Segment Start: Supplied entries

use pacman_core::{Direction, Point, Tile};
use pacman_world::{Grid, Motion, Mover, WorldError};

/// Builds a grid from rows of `#` walls and `.` floor cells.
fn grid(rows: &[&str]) -> Grid {
    let width = rows[0].len() as u32;
    let tiles = rows
        .iter()
        .flat_map(|row| row.chars())
        .map(|symbol| if symbol == '#' { Tile::Wall } else { Tile::Floor })
        .collect();
    Grid::new(width, rows.len() as u32, tiles).expect("grid")
}

#[test]
fn zero_speed_is_rejected() {
    assert!(matches!(
        Mover::new(Point::new(0, 0), Direction::Left, 0),
        Err(WorldError::InvalidArgument(_))
    ));
}

#[test]
fn arrives_exactly_on_the_speed_th_request() {
    let grid = grid(&["...."]);
    let speed = 4;
    let mut mover = Mover::new(Point::new(0, 0), Direction::Right, speed).expect("mover");

    for expected in 1..speed {
        let motion = mover.request_move(Direction::Right, &grid);
        assert_eq!(
            motion,
            Motion::InTransit {
                sub_tick: expected,
                target: Point::new(1, 0),
            }
        );
        assert_eq!(mover.position(), Point::new(0, 0), "moved before arrival");
        assert_eq!(mover.sub_tick(), expected);
    }

    let motion = mover.request_move(Direction::Right, &grid);
    assert_eq!(
        motion,
        Motion::Arrived {
            position: Point::new(1, 0)
        }
    );
    assert_eq!(mover.position(), Point::new(1, 0));
    assert_eq!(mover.sub_tick(), 0);
    assert!(mover.is_idle());
}

#[test]
fn speed_one_arrives_on_the_first_request() {
    let grid = grid(&["..."]);
    let mut mover = Mover::new(Point::new(1, 0), Direction::Left, 1).expect("mover");

    assert_eq!(
        mover.request_move(Direction::Left, &grid),
        Motion::Arrived {
            position: Point::new(0, 0)
        }
    );
}

#[test]
fn turns_toward_a_passable_requested_direction() {
    let grid = grid(&[
        "#.#", //
        "..#", //
        "###",
    ]);
    let mut mover = Mover::new(Point::new(1, 1), Direction::Right, 3).expect("mover");

    let motion = mover.request_move(Direction::Up, &grid);

    assert_eq!(
        motion,
        Motion::InTransit {
            sub_tick: 1,
            target: Point::new(1, 0),
        }
    );
    assert_eq!(mover.facing(), Direction::Up);
}

#[test]
fn coasts_straight_when_the_requested_direction_is_blocked() {
    let grid = grid(&[
        "###", //
        "...", //
        "###",
    ]);
    let mut mover = Mover::new(Point::new(1, 1), Direction::Right, 2).expect("mover");

    let motion = mover.request_move(Direction::Up, &grid);

    assert_eq!(
        motion,
        Motion::InTransit {
            sub_tick: 1,
            target: Point::new(2, 1),
        }
    );
    assert_eq!(mover.facing(), Direction::Right);
}

#[test]
fn stays_idle_when_both_directions_are_blocked() {
    let grid = grid(&[
        "###", //
        "#..", //
        "###",
    ]);
    let mut mover = Mover::new(Point::new(1, 1), Direction::Up, 2).expect("mover");

    assert_eq!(mover.request_move(Direction::Left, &grid), Motion::Blocked);
    assert_eq!(mover.position(), Point::new(1, 1));
    assert_eq!(mover.sub_tick(), 0);
    assert_eq!(mover.facing(), Direction::Up);
}

#[test]
fn grid_border_blocks_movement() {
    let grid = grid(&[".."]);
    let mut mover = Mover::new(Point::new(0, 0), Direction::Left, 1).expect("mover");

    assert_eq!(mover.request_move(Direction::Up, &grid), Motion::Blocked);
}

#[test]
fn direction_changes_mid_transit_are_deferred() {
    let grid = grid(&[
        ".#.", //
        "...", //
        "...",
    ]);
    let mut mover = Mover::new(Point::new(1, 1), Direction::Right, 3).expect("mover");

    let _ = mover.request_move(Direction::Right, &grid);
    let motion = mover.request_move(Direction::Down, &grid);
    assert_eq!(
        motion,
        Motion::InTransit {
            sub_tick: 2,
            target: Point::new(2, 1),
        }
    );
    assert_eq!(
        mover.request_move(Direction::Left, &grid),
        Motion::Arrived {
            position: Point::new(2, 1)
        }
    );
    assert_eq!(mover.facing(), Direction::Right);

    let _ = mover.request_move(Direction::Down, &grid);
    assert_eq!(mover.facing(), Direction::Down);
    assert_eq!(mover.target(), Some(Point::new(2, 2)));
}

#[test]
fn teleport_cancels_the_transition() {
    let grid = grid(&["...."]);
    let mut mover = Mover::new(Point::new(1, 0), Direction::Right, 5).expect("mover");
    let _ = mover.request_move(Direction::Right, &grid);

    mover.teleport(Point::new(3, 0));

    assert_eq!(mover.position(), Point::new(3, 0));
    assert!(mover.is_idle());
    assert_eq!(mover.target(), None);
}

#[test]
fn face_only_turns_idle_movers() {
    let grid = grid(&["..."]);
    let mut mover = Mover::new(Point::new(0, 0), Direction::Right, 3).expect("mover");

    assert!(mover.face(Direction::Down));
    let _ = mover.request_move(Direction::Right, &grid);
    assert!(!mover.face(Direction::Up));
    assert_eq!(mover.facing(), Direction::Right);
}
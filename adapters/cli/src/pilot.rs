//! Scripted input that steers the player one step per arrival.

use std::sync::{Mutex, PoisonError};

use anyhow::{bail, Result};
use pacman_core::{Direction, Event, Observer, Point};
use pacman_system_game::DirectionIntent;

/// Parses a direction script such as `"RRDLU"`. Whitespace is ignored.
pub(crate) fn parse_script(text: &str) -> Result<Vec<Direction>> {
    let mut steps = Vec::new();
    for code in text.chars().filter(|code| !code.is_whitespace()) {
        match Direction::from_code(code) {
            Some(direction) => steps.push(direction),
            None => bail!("unknown direction '{code}' in move script, expected U, D, L or R"),
        }
    }
    Ok(steps)
}

/// Observer feeding the next scripted direction each time the player arrives
/// on a new cell.
#[derive(Debug)]
pub(crate) struct Pilot {
    intent: DirectionIntent,
    state: Mutex<PilotState>,
}

#[derive(Debug)]
struct PilotState {
    steps: Vec<Direction>,
    next: usize,
    last_position: Option<Point>,
}

impl Pilot {
    pub(crate) fn new(intent: DirectionIntent, steps: Vec<Direction>) -> Self {
        Self {
            intent,
            state: Mutex::new(PilotState {
                steps,
                next: 0,
                last_position: None,
            }),
        }
    }

    /// Requests the first scripted direction.
    pub(crate) fn engage(&self) {
        self.lock().advance(&self.intent);
    }

    fn lock(&self) -> std::sync::MutexGuard<'_, PilotState> {
        self.state.lock().unwrap_or_else(PoisonError::into_inner)
    }
}

impl PilotState {
    fn advance(&mut self, intent: &DirectionIntent) {
        if let Some(direction) = self.steps.get(self.next) {
            intent.request(*direction);
            self.next += 1;
        }
    }
}

impl Observer for Pilot {
    fn notify(&self, event: &Event) {
        let mut state = self.lock();
        match event {
            Event::PlayerChanged { state: player } => {
                if state.last_position != Some(player.position) {
                    state.last_position = Some(player.position);
                    state.advance(&self.intent);
                }
            }
            Event::PlayerDied { state: player } => state.last_position = Some(player.position),
            Event::LevelLoaded { .. } => state.last_position = None,
            _ => {}
        }
    }
}
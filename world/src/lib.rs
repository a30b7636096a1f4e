#![deny(
    unsafe_code,
    missing_docs,
    dead_code,
    unused_results,
    non_snake_case,
    unreachable_pub
)]

//! Authoritative level state for the PacMan simulation.
//!
//! A [`Level`] owns its [`Grid`], its [`Player`] and every [`Hostile`]. Ticking
//! a level advances those entities, mutates the grid as the player consumes
//! tiles, and records each observable change as a
//! [`pacman_core::Event`] for the caller and for the level's observers.

mod error;
mod grid;
mod hostile;
mod level;
mod loader;
mod movement;
mod player;

pub use error::{InvalidLevelSource, WorldError};
pub use grid::Grid;
pub use hostile::{Hostile, Patroller};
pub use level::Level;
pub use loader::{LevelLoader, TomlLevelLoader};
pub use movement::{Motion, Mover};
pub use player::{Player, START_FACING};
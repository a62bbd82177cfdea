use serde::{Deserialize, Serialize};
use std::collections::BTreeMap;

/// String-keyed mapping. Ordered so that "first key" is well defined for path walks.
pub type Map = BTreeMap<String, Value>;

#[derive(Debug, Clone, PartialEq, Default, Serialize, Deserialize)]
#[serde(from = "serde_json::Value", into = "serde_json::Value")]
pub enum Value {
    #[default]
    Null,
    Bool(bool),
    Int(i64),
    Float(f64),
    Str(String),
    List(Vec<Value>),
    Map(Map),
}

impl Value {
    pub fn as_str(&self) -> Option<&str> {
        match self {
            Value::Str(s) => Some(s),
            _ => None,
        }
    }

    pub fn as_i64(&self) -> Option<i64> {
        match self {
            Value::Int(n) => Some(*n),
            _ => None,
        }
    }

    pub fn as_f64(&self) -> Option<f64> {
        match self {
            Value::Int(n) => Some(*n as f64),
            Value::Float(n) => Some(*n),
            _ => None,
        }
    }

    pub fn as_bool(&self) -> Option<bool> {
        match self {
            Value::Bool(b) => Some(*b),
            _ => None,
        }
    }

    pub fn as_list(&self) -> Option<&[Value]> {
        match self {
            Value::List(items) => Some(items),
            _ => None,
        }
    }

    pub fn as_map(&self) -> Option<&Map> {
        match self {
            Value::Map(map) => Some(map),
            _ => None,
        }
    }

    pub fn is_null(&self) -> bool {
        matches!(self, Value::Null)
    }

    pub fn get(&self, key: &str) -> Option<&Value> {
        self.as_map().and_then(|m| m.get(key))
    }

    pub fn object_from_slice(bytes: &[u8]) -> Result<Map, PayloadError> {
        let json: serde_json::Value = serde_json::from_slice(bytes)?;
        match Value::from(json) {
            Value::Map(map) => Ok(map),
            _ => Err(PayloadError::NotAnObject),
        }
    }

    pub fn to_json_string(&self) -> String {
        serde_json::Value::from(self.clone()).to_string()
    }
}

#[derive(thiserror::Error, Debug)]
pub enum PayloadError {
    #[error("invalid JSON file {0}")]
    Json(#[from] serde_json::Error),

    #[error("not a dictionary.")]
    NotAnObject,
}

impl From<serde_json::Value> for Value {
    fn from(json: serde_json::Value) -> Self {
        match json {
            serde_json::Value::Null => Value::Null,
            serde_json::Value::Bool(b) => Value::Bool(b),
            serde_json::Value::Number(n) => match n.as_i64() {
                Some(i) => Value::Int(i),
                None => Value::Float(n.as_f64().unwrap_or(f64::NAN)),
            },
            serde_json::Value::String(s) => Value::Str(s),
            serde_json::Value::Array(items) => {
                Value::List(items.into_iter().map(Value::from).collect())
            }
            serde_json::Value::Object(obj) => {
                Value::Map(obj.into_iter().map(|(k, v)| (k, Value::from(v))).collect())
            }
        }
    }
}

impl From<Value> for serde_json::Value {
    fn from(value: Value) -> Self {
        match value {
            Value::Null => serde_json::Value::Null,
            Value::Bool(b) => serde_json::Value::Bool(b),
            Value::Int(n) => serde_json::Value::Number(n.into()),
            Value::Float(n) => serde_json::Number::from_f64(n)
                .map(serde_json::Value::Number)
                .unwrap_or(serde_json::Value::Null),
            Value::Str(s) => serde_json::Value::String(s),
            Value::List(items) => {
                serde_json::Value::Array(items.into_iter().map(Into::into).collect())
            }
            Value::Map(map) => {
                serde_json::Value::Object(map.into_iter().map(|(k, v)| (k, v.into())).collect())
            }
        }
    }
}

impl From<&str> for Value {
    fn from(s: &str) -> Self {
        Value::Str(s.to_string())
    }
}

impl From<String> for Value {
    fn from(s: String) -> Self {
        Value::Str(s)
    }
}

impl From<i64> for Value {
    fn from(n: i64) -> Self {
        Value::Int(n)
    }
}

impl From<f64> for Value {
    fn from(n: f64) -> Self {
        Value::Float(n)
    }
}

impl From<bool> for Value {
    fn from(b: bool) -> Self {
        Value::Bool(b)
    }
}

impl From<Map> for Value {
    fn from(map: Map) -> Self {
        Value::Map(map)
    }
}
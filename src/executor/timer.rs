use crate::error::EngineError;
use crate::value::{Map, Value};
use std::time::Duration;

/// Reads `duration` (seconds) and `repeats` from a timer action.
pub(crate) fn prepare(spec: &Map) -> Result<(Duration, bool), EngineError> {
    let seconds = match spec.get("duration") {
        Some(Value::Int(n)) => *n as f64,
        Some(Value::Float(n)) => *n,
        Some(other) => {
            return Err(EngineError::InvalidTimer(format!(
                "invalid duration {}",
                other.to_json_string()
            )));
        }
        None => return Err(EngineError::InvalidTimer("missing duration".to_string())),
    };
    let delay = Duration::try_from_secs_f64(seconds)
        .map_err(|_| EngineError::InvalidTimer(format!("invalid duration {seconds}")))?;
    let repeats = spec.get("repeats").and_then(Value::as_bool).unwrap_or(false);
    Ok((delay, repeats))
}
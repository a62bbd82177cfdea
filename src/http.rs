use crate::error::{FetchError, Verb};
use crate::transport::{Clock, Pending, Reply, Request, Transport};
use std::time::Duration;

#[derive(Debug, Clone, Default)]
pub struct HttpTransport {
    client: reqwest::Client,
}

impl HttpTransport {
    pub fn new() -> Self {
        Self::default()
    }

    pub fn with_client(client: reqwest::Client) -> Self {
        Self { client }
    }
}

async fn perform(client: reqwest::Client, request: Request) -> Result<Vec<u8>, FetchError> {
    let mut builder = match request.verb {
        Verb::Get => client.get(request.url),
        Verb::Post => client.post(request.url),
    };
    if request.bypass_cache {
        builder = builder.header("Cache-Control", "no-cache");
    }
    for (name, value) in request.headers {
        builder = builder.header(name, value);
    }
    if let Some(body) = request.body {
        builder = builder.body(body);
    }

    let response = builder
        .send()
        .await
        .map_err(|e| FetchError::Transport(e.to_string()))?;
    let status = response.status();
    if !status.is_success() {
        return Err(FetchError::Status(status.as_u16()));
    }
    let bytes = response
        .bytes()
        .await
        .map_err(|e| FetchError::Transport(e.to_string()))?;
    Ok(bytes.to_vec())
}

impl Transport for HttpTransport {
    fn fetch(&self, request: Request, reply: Reply) -> Pending {
        let client = self.client.clone();
        let task = tokio::spawn(async move {
            let result = perform(client, request).await;
            reply.respond(result);
        });
        let abort = task.abort_handle();
        Pending::abortable(move || abort.abort())
    }
}

/// Timer facility backed by `tokio::time`.
#[derive(Debug, Clone, Copy, Default)]
pub struct TokioClock;

impl Clock for TokioClock {
    fn schedule(&self, delay: Duration, repeats: bool, reply: Reply) -> Pending {
        let task = tokio::spawn(async move {
            if repeats {
                // `interval` panics on a zero period.
                let period = delay.max(Duration::from_millis(1));
                let mut interval =
                    tokio::time::interval_at(tokio::time::Instant::now() + period, period);
                loop {
                    interval.tick().await;
                    reply.tick();
                }
            } else {
                tokio::time::sleep(delay).await;
                reply.fire();
            }
        });
        let abort = task.abort_handle();
        Pending::abortable(move || abort.abort())
    }
}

Segment End: Supplied entries

All that is wanted is a faithful reproduction of the line above with "fn from(b: bool)", the line with "let seconds = match", and every line in between.

### Response area
    fn from(b: bool) -> Self {
        Value::Bool(b)
    }
}

impl From<Map> for Value {
    fn from(map: Map) -> Self {
        Value::Map(map)
    }
}
filename src/executor/timer.rs
use crate::error::EngineError;
use crate::value::{Map, Value};
use std::time::Duration;

/// Reads `duration` (seconds) and `repeats` from a timer action.
pub(crate) fn prepare(spec: &Map) -> Result<(Duration, bool), EngineError> {
    let seconds = match spec.get("duration") {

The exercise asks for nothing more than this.